Sintesa strategis tersebut
diharapkan mampu mengkonversi “saham” OTDA menjadi keserasian pertumbuhan
ekonomi, sosial dan ekologis. Karena pengalaman mengedukasi bahwa simplifkasi
“aktor” pembangunan dalam ruang kebijakan di era sentralistik telah menghasilkan
kebijakan yang terbatas (sektoral), sehingga mewariskan lingkungan yang degradatif.
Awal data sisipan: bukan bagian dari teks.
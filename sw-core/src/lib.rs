//! Sensorwatch Core Library
//!
//! Resolves logical hardware metrics ("CPU package temperature", "GPU power")
//! to concrete sensors in a vendor-agnostic hardware tree, remembers the
//! result across runs, and reads the chosen sensors behind a per-sensor
//! circuit breaker.
//!
//! # Module Structure
//!
//! - `tree` - Hardware tree model and the provider trait
//! - `hw/` - Providers: Linux hwmon and JSON snapshots
//! - `resolution/` - Metric profiles, candidate scoring, tree search
//! - `cache/` - Persisted resolution cache and hardware fingerprint
//! - `inventory` - Enumeration, classification, active sensor selection
//! - `health` - Per-sensor failure tracking with exponential backoff
//! - `reader` - One read tick over the active sensors
//! - `report` - Human-readable diagnostics
//!
//! # Example
//!
//! ```no_run
//! use sw_core::{CacheStore, HardwareInventory, HwmonProvider, SensorReader};
//! use sw_core::settings::EngineSettings;
//!
//! let settings = EngineSettings::default();
//! let mut inventory = HardwareInventory::new(
//!     Box::new(HwmonProvider::new()),
//!     CacheStore::new(sw_core::constants::paths::default_cache_path()),
//!     settings.scoring.clone(),
//! );
//! inventory.select_cpu("auto");
//! inventory.select_gpu("auto");
//!
//! let mut reader = SensorReader::new(settings.health.clone());
//! let batch = reader.read_all(&mut inventory);
//! println!("{:?}", batch.cpu_temp);
//! ```

// Grouped modules
pub mod cache;
pub mod hw;
pub mod resolution;

// Standalone modules
pub mod constants;
pub mod health;
pub mod inventory;
pub mod reader;
pub mod report;
pub mod settings;
pub mod tree;

pub use cache::{CacheStatistics, CacheStore, HardwareFingerprint, ResolutionCache};
pub use health::{HealthReport, HealthState, SensorHealthTracker};
pub use hw::{HwmonProvider, SnapshotFile, SnapshotProvider};
pub use inventory::{
    resolve_metric, ActiveSensor, CategoryCounts, FailedResolution, HardwareCategory,
    HardwareDetails, HardwareInventory, SensorSummary, StorageSensor,
};
pub use reader::{CustomSensorConfig, CustomSensors, MetricBatch, SensorReader, StorageReading};
pub use resolution::{find_sensor, metrics, profile_for, MetricProfile};
pub use tree::{HardwareNode, HardwareProvider, ReadFault, Reading, SensorNode};

pub use sw_error::{Result, SensorwatchError};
Seharusnya wajah lingkungan di era OTDA lebih “ekologis” jika dikaitkan dengan ruang
partisipasi yang tersedia bagi masyarakat sangat lebar. Namun faktanya, membangun di
era disentralistik memberikan pembelajaran penting tentang “bagaimana belajar
berkoordinasi”, sehingga “saham” disentralisasi tidak digunakan secara arogan dalam
perburuan rente ekonomi semata. Pembangunan tidak semata difahami dalam batas

administrasi, sebaliknya dipandang dalam perspektif sistemik. Pada ruang gersang akan
ketulusan berkoordinasi maka, Perda Pengelolaan Danau Limboto hanya menambah
etalase dokumen kebijakan. Contoh lain ialah perda tentang larangan bibilo dan
penggunaan alat tangkap listrik. Sepintas kebijakan tersebut bertujuan menyelesaikan
masalah. Pertanyaannya adalah apakah kebijakan melarang bibilo menyelesaikan
masalah ekologis, sosial dan ekonomi. Integrasi antara up stream policy dengan down
stream policy yang tidak terbangun, maka kebijkan tersebut hanya “menangkap”
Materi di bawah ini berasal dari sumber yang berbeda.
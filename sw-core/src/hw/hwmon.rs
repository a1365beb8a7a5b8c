//! Linux hwmon provider
//!
//! Every `hwmonN` directory becomes one top-level hardware node. Node ids are
//! built from the driver name and the stable device identity (PCI address, I2C
//! bus/address or platform device) so they survive hwmon renumbering.
//!
//! # Attributes
//!
//! - `tempN_input` - Temperature, millidegrees Celsius
//! - `fanN_input` - Fan, RPM
//! - `inN_input` - Voltage, millivolts
//! - `powerN_average` / `powerN_input` - Power, microwatts
//! - `freqN_input` - Clock, hertz
//! - `device/mem_info_vram_used` / `device/mem_info_vram_total` - SmallData, bytes

use regex::Regex;
use std::collections::HashMap;
use std::fs;
use std::path::{Path, PathBuf};
use std::sync::OnceLock;
use sw_error::{Result, SensorwatchError};
use tracing::{debug, info, trace, warn};

use crate::constants::{paths, units};
use crate::tree::{HardwareNode, HardwareProvider, SensorNode};

/// How a raw attribute value converts to the reported unit
#[derive(Debug, Clone, Copy, PartialEq)]
enum Scale {
    Divide(f64),
    Identity,
}

impl Scale {
    fn apply(self, raw: f64) -> f64 {
        match self {
            Scale::Divide(d) => raw / d,
            Scale::Identity => raw,
        }
    }
}

#[derive(Debug, Clone)]
struct Attribute {
    path: PathBuf,
    scale: Scale,
}

/// Node kind derived from the hwmon driver name
pub fn kind_for_driver(driver: &str) -> &'static str {
    let d = driver.to_ascii_lowercase();
    match d.as_str() {
        "coretemp" | "k10temp" | "zenpower" => "Cpu",
        "amdgpu" | "radeon" => "GpuAmd",
        "nouveau" | "nvidia" => "GpuNvidia",
        "i915" | "xe" => "GpuIntel",
        "nvme" | "drivetemp" => "Storage",
        "acpitz" => "Motherboard",
        "it87" => "SuperIO",
        _ if d.starts_with("nct") || d.starts_with("w83") || d.starts_with("f71") || d.starts_with("asus") => {
            "SuperIO"
        }
        _ => "Other",
    }
}

fn pci_pattern() -> Option<&'static Regex> {
    static RE: OnceLock<Option<Regex>> = OnceLock::new();
    RE.get_or_init(|| Regex::new(r"[0-9a-fA-F]{4}:[0-9a-fA-F]{2}:[0-9a-fA-F]{2}\.[0-9a-fA-F]").ok())
        .as_ref()
}

fn i2c_pattern() -> Option<&'static Regex> {
    static RE: OnceLock<Option<Regex>> = OnceLock::new();
    RE.get_or_init(|| Regex::new(r"i2c-(\d+)/(\d+)-([0-9a-fA-F]{4})").ok())
        .as_ref()
}

fn attribute_pattern() -> Option<&'static Regex> {
    static RE: OnceLock<Option<Regex>> = OnceLock::new();
    RE.get_or_init(|| Regex::new(r"^(temp|fan|in|power|freq)(\d+)_(input|average)$").ok())
        .as_ref()
}

/// Stable identity of the device behind a hwmon directory
fn device_identity(hwmon_dir: &Path) -> String {
    let fallback = || {
        hwmon_dir
            .file_name()
            .map(|n| n.to_string_lossy().into_owned())
            .unwrap_or_else(|| "unknown".to_string())
    };

    let Ok(real) = fs::canonicalize(hwmon_dir.join("device")) else {
        return fallback();
    };
    let real = real.to_string_lossy();

    if let Some(caps) = i2c_pattern().and_then(|re| re.captures(&real)) {
        return format!("i2c-{}-{}", &caps[1], caps[3].to_ascii_lowercase());
    }
    // the innermost PCI function owns the device
    if let Some(m) = pci_pattern().and_then(|re| re.find_iter(&real).last()) {
        return m.as_str().to_ascii_lowercase();
    }
    if real.contains("/platform/") {
        if let Some(name) = real.rsplit('/').next().filter(|n| !n.is_empty()) {
            return name.to_string();
        }
    }
    fallback()
}

fn read_trimmed(path: &Path) -> Option<String> {
    fs::read_to_string(path).ok().map(|s| s.trim().to_string())
}

fn read_value(attr: &Attribute) -> Option<f64> {
    let raw = read_trimmed(&attr.path)?.parse::<f64>().ok()?;
    Some(attr.scale.apply(raw))
}

/// Provider backed by `/sys/class/hwmon` (or another base path)
#[derive(Debug)]
pub struct HwmonProvider {
    base: PathBuf,
    attributes: HashMap<String, Attribute>,
}

impl Default for HwmonProvider {
    fn default() -> Self {
        Self::new()
    }
}

impl HwmonProvider {
    pub fn new() -> Self {
        Self::with_base(paths::HWMON_BASE)
    }

    pub fn with_base(base: impl Into<PathBuf>) -> Self {
        Self {
            base: base.into(),
            attributes: HashMap::new(),
        }
    }

    fn read_chip(&mut self, dir: &Path, id: &str) -> Result<HardwareNode> {
        let driver = read_trimmed(&dir.join("name")).unwrap_or_else(|| {
            dir.file_name()
                .map(|n| n.to_string_lossy().into_owned())
                .unwrap_or_else(|| "unknown".to_string())
        });
        let mut node = HardwareNode::new(driver.clone(), kind_for_driver(&driver), id);

        let mut files: Vec<String> = fs::read_dir(dir)
            .map_err(|source| SensorwatchError::FileRead {
                path: dir.to_path_buf(),
                source,
            })?
            .filter_map(|e| e.ok())
            .map(|e| e.file_name().to_string_lossy().into_owned())
            .collect();
        files.sort_by_key(|f| attribute_sort_key(f));

        for file in &files {
            let Some(caps) = attribute_pattern().and_then(|re| re.captures(file)) else {
                continue;
            };
            let (class, index, suffix) = (&caps[1], &caps[2], &caps[3]);
            // prefer powerN_average when both are exposed
            if class == "power" && suffix == "input" && files.iter().any(|f| f == &format!("power{}_average", index)) {
                continue;
            }

            let base = format!("{}{}", class, index);
            let (kind, scale) = match class {
                "temp" => ("Temperature", Scale::Divide(units::MILLIDEGREE_DIVISOR)),
                "fan" => ("Fan", Scale::Identity),
                "in" => ("Voltage", Scale::Divide(units::MILLIVOLT_DIVISOR)),
                "power" => ("Power", Scale::Divide(units::MICROWATT_DIVISOR)),
                _ => ("Clock", Scale::Divide(units::HERTZ_PER_MHZ)),
            };
            let name = read_trimmed(&dir.join(format!("{}_label", base))).unwrap_or_else(|| base.clone());
            self.add_sensor(&mut node, name, kind, &base, dir.join(file), scale);
        }

        let device = dir.join("device");
        for (file, name) in [
            ("mem_info_vram_used", "GPU Memory Used"),
            ("mem_info_vram_total", "GPU Memory Total"),
        ] {
            let path = device.join(file);
            if path.is_file() {
                self.add_sensor(&mut node, name.to_string(), "SmallData", file, path, Scale::Divide(units::BYTES_PER_MIB));
            }
        }

        trace!(chip = %node.name, id = %node.id, sensors = node.sensors.len(), "Read hwmon chip");
        Ok(node)
    }

    fn add_sensor(&mut self, node: &mut HardwareNode, name: String, kind: &str, base: &str, path: PathBuf, scale: Scale) {
        let id = format!("{}/{}", node.id, base);
        let attr = Attribute { path, scale };
        let value = read_value(&attr);
        self.attributes.insert(id.clone(), attr);
        node.sensors.push(SensorNode::new(name, kind, id, value));
    }
}

/// Orders `temp2_input` before `temp10_input`
fn attribute_sort_key(file: &str) -> (String, u32, String) {
    match attribute_pattern().and_then(|re| re.captures(file)) {
        Some(caps) => (caps[1].to_string(), caps[2].parse().unwrap_or(0), caps[3].to_string()),
        None => (file.to_string(), 0, String::new()),
    }
}

impl HardwareProvider for HwmonProvider {
    fn name(&self) -> &str {
        "hwmon"
    }

    fn enumerate(&mut self) -> Result<Vec<HardwareNode>> {
        if !self.base.is_dir() {
            return Err(SensorwatchError::ProviderUnavailable(format!(
                "{} does not exist",
                self.base.display()
            )));
        }

        self.attributes.clear();
        let mut dirs: Vec<PathBuf> = fs::read_dir(&self.base)?
            .filter_map(|e| e.ok())
            .map(|e| e.path())
            .collect();
        dirs.sort_by_key(|p| {
            let name = p.file_name().map(|n| n.to_string_lossy().into_owned()).unwrap_or_default();
            let index = name.trim_start_matches("hwmon").parse::<u32>().unwrap_or(u32::MAX);
            (index, name)
        });

        let mut nodes: Vec<HardwareNode> = Vec::new();
        for dir in dirs {
            let driver = read_trimmed(&dir.join("name")).unwrap_or_default();
            let mut id = format!("{}/{}", driver, device_identity(&dir));
            let mut n = 2;
            while nodes.iter().any(|node| node.id == id) {
                id = format!("{}/{}#{}", driver, device_identity(&dir), n);
                n += 1;
            }

            match self.read_chip(&dir, &id) {
                Ok(node) => {
                    debug!(chip = %node.name, kind = %node.kind, id = %node.id, sensors = node.sensors.len(), "Found hwmon chip");
                    nodes.push(node);
                }
                Err(e) => warn!(path = ?dir, error = %e, "Skipping unreadable hwmon chip"),
            }
        }

        info!(chips = nodes.len(), "hwmon enumeration complete");
        Ok(nodes)
    }

    fn refresh(&mut self, node: &mut HardwareNode) -> Result<()> {
        for sensor in &mut node.sensors {
            let Some(attr) = self.attributes.get(&sensor.id) else {
                return Err(SensorwatchError::refresh(
                    &node.name,
                    format!("{} is not part of the last enumeration", sensor.id),
                ));
            };
            sensor.value = read_value(attr);
        }
        Ok(())
    }
}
symptom bukan menyelesaikan masalah. Perlu semangant “radikalisme” untuk
mereview kebijakan yang ada dalam ruang OTDA yang kolaboratif.
Pendekatan Sistem
Kebijakan pembangunan di Indonesia dilakukan berdasarkan basis perencanaan
administratif yang “kaku”: musrembang desa, kecamatan, kabupaten dan provinsi.
Sehingga melihat potensi dan permasalahan pembangunan pada batas fsik administrasi.
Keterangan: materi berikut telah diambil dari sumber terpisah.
//! Hardware tree model
//!
//! A provider hands out an owned forest of [`HardwareNode`]s on every enumeration
//! pass. The engine never keeps references into a provider's live state: nodes are
//! plain values that a provider refreshes in place.

use serde::{Deserialize, Serialize};
use std::fmt;
use sw_error::Result;

/// One sensor exposed by a hardware node
#[derive(Debug, Clone, PartialEq, Serialize, Deserialize)]
pub struct SensorNode {
    pub name: String,
    /// Free-form sensor category such as "Temperature", "Clock", "Power", "SmallData"
    pub kind: String,
    /// Stable identifier, unique within the owning hardware subtree
    pub id: String,
    #[serde(default)]
    pub value: Option<f64>,
}

impl SensorNode {
    pub fn new(name: impl Into<String>, kind: impl Into<String>, id: impl Into<String>, value: Option<f64>) -> Self {
        Self {
            name: name.into(),
            kind: kind.into(),
            id: id.into(),
            value,
        }
    }

    /// Current value as a reading
    pub fn reading(&self) -> Reading {
        match self.value {
            Some(v) if v.is_finite() => Ok(v),
            Some(v) => Err(ReadFault::NotFinite(v)),
            None => Err(ReadFault::NoValue),
        }
    }
}

/// A hardware device with its sensors and sub-devices
#[derive(Debug, Clone, PartialEq, Serialize, Deserialize)]
pub struct HardwareNode {
    pub name: String,
    /// Free-form vendor/driver category string, not a closed set
    pub kind: String,
    pub id: String,
    #[serde(default)]
    pub sensors: Vec<SensorNode>,
    #[serde(default)]
    pub children: Vec<HardwareNode>,
}

impl HardwareNode {
    pub fn new(name: impl Into<String>, kind: impl Into<String>, id: impl Into<String>) -> Self {
        Self {
            name: name.into(),
            kind: kind.into(),
            id: id.into(),
            sensors: Vec::new(),
            children: Vec::new(),
        }
    }

    pub fn with_sensor(mut self, sensor: SensorNode) -> Self {
        self.sensors.push(sensor);
        self
    }

    pub fn with_child(mut self, child: HardwareNode) -> Self {
        self.children.push(child);
        self
    }

    /// Sensor with the given id among this node's own sensors
    pub fn direct_sensor(&self, sensor_id: &str) -> Option<&SensorNode> {
        self.sensors.iter().find(|s| s.id == sensor_id)
    }

    /// Sensor with the given id anywhere in this subtree
    pub fn find_sensor_by_id(&self, sensor_id: &str) -> Option<&SensorNode> {
        self.direct_sensor(sensor_id)
            .or_else(|| self.children.iter().find_map(|c| c.find_sensor_by_id(sensor_id)))
    }

    /// Number of sensors in this subtree
    pub fn sensor_count(&self) -> usize {
        self.sensors.len() + self.children.iter().map(HardwareNode::sensor_count).sum::<usize>()
    }

    /// Refresh this node and every descendant, parent before children.
    ///
    /// Refresh failures are collected rather than aborting the walk.
    pub fn refresh_all(&mut self, provider: &mut dyn HardwareProvider) -> Vec<sw_error::SensorwatchError> {
        let mut errors = Vec::new();
        self.refresh_into(provider, &mut errors);
        errors
    }

    fn refresh_into(&mut self, provider: &mut dyn HardwareProvider, errors: &mut Vec<sw_error::SensorwatchError>) {
        if let Err(e) = provider.refresh(self) {
            errors.push(e);
        }
        for child in &mut self.children {
            child.refresh_into(provider, errors);
        }
    }
}

/// Why a sensor read produced no value
#[derive(Debug, Clone, PartialEq)]
pub enum ReadFault {
    /// The sensor exists but reported no value
    NoValue,
    /// The sensor reported NaN or infinity
    NotFinite(f64),
    /// The sensor (or its hardware) is gone from the current tree
    SensorMissing,
    /// The provider failed while reading
    Provider(String),
}

impl fmt::Display for ReadFault {
    fn fmt(&self, f: &mut fmt::Formatter<'_>) -> fmt::Result {
        match self {
            ReadFault::NoValue => write!(f, "sensor has no value"),
            ReadFault::NotFinite(v) => write!(f, "sensor value is not finite ({})", v),
            ReadFault::SensorMissing => write!(f, "sensor not present in hardware tree"),
            ReadFault::Provider(msg) => write!(f, "provider error: {}", msg),
        }
    }
}

/// Outcome of a single sensor read
pub type Reading = std::result::Result<f64, ReadFault>;

/// Source of hardware trees
pub trait HardwareProvider: Send {
    /// Short label used in logs and reports
    fn name(&self) -> &str;

    /// Enumerate the current top-level hardware nodes, children included
    fn enumerate(&mut self) -> Result<Vec<HardwareNode>>;

    /// Update the sensor values of `node` itself; children are refreshed separately
    fn refresh(&mut self, node: &mut HardwareNode) -> Result<()>;
}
Kebijakan pembangunan yang didasarkan atas unit perencanaan administrasi ini
memiliki saham atas kerusakan ekologis, karena mengabaikan aspek intrinsik dan fungsi
stok serta sifat sistemik dari SDA. Oleh karena itu kebijakan ekologi politik Danau
Limboto narasinya harus berbasis pendekatan sistem. Kemudian diperkuat dalam bentuk
kelembagaan yang atmosfernya kondusif bagi terciptanya sintesa strategis berbagai
pengampuh amanah. Atmosfer yang kondusif tersebut diyakini akan memberi ruang
tumbuh bagi koordinasi, menjadi berkembang, kontributif dan solutif. Dengan demikian

rekonstruksi kebijakan ekologi politik Danau Limboto harus menegaskan pendekatan

sistem pada narasinya, kemudian ditopang kelembagaan kolaboratif yang mewadahi
sintesa strategis terimplimentasi dengan benar. Semoga.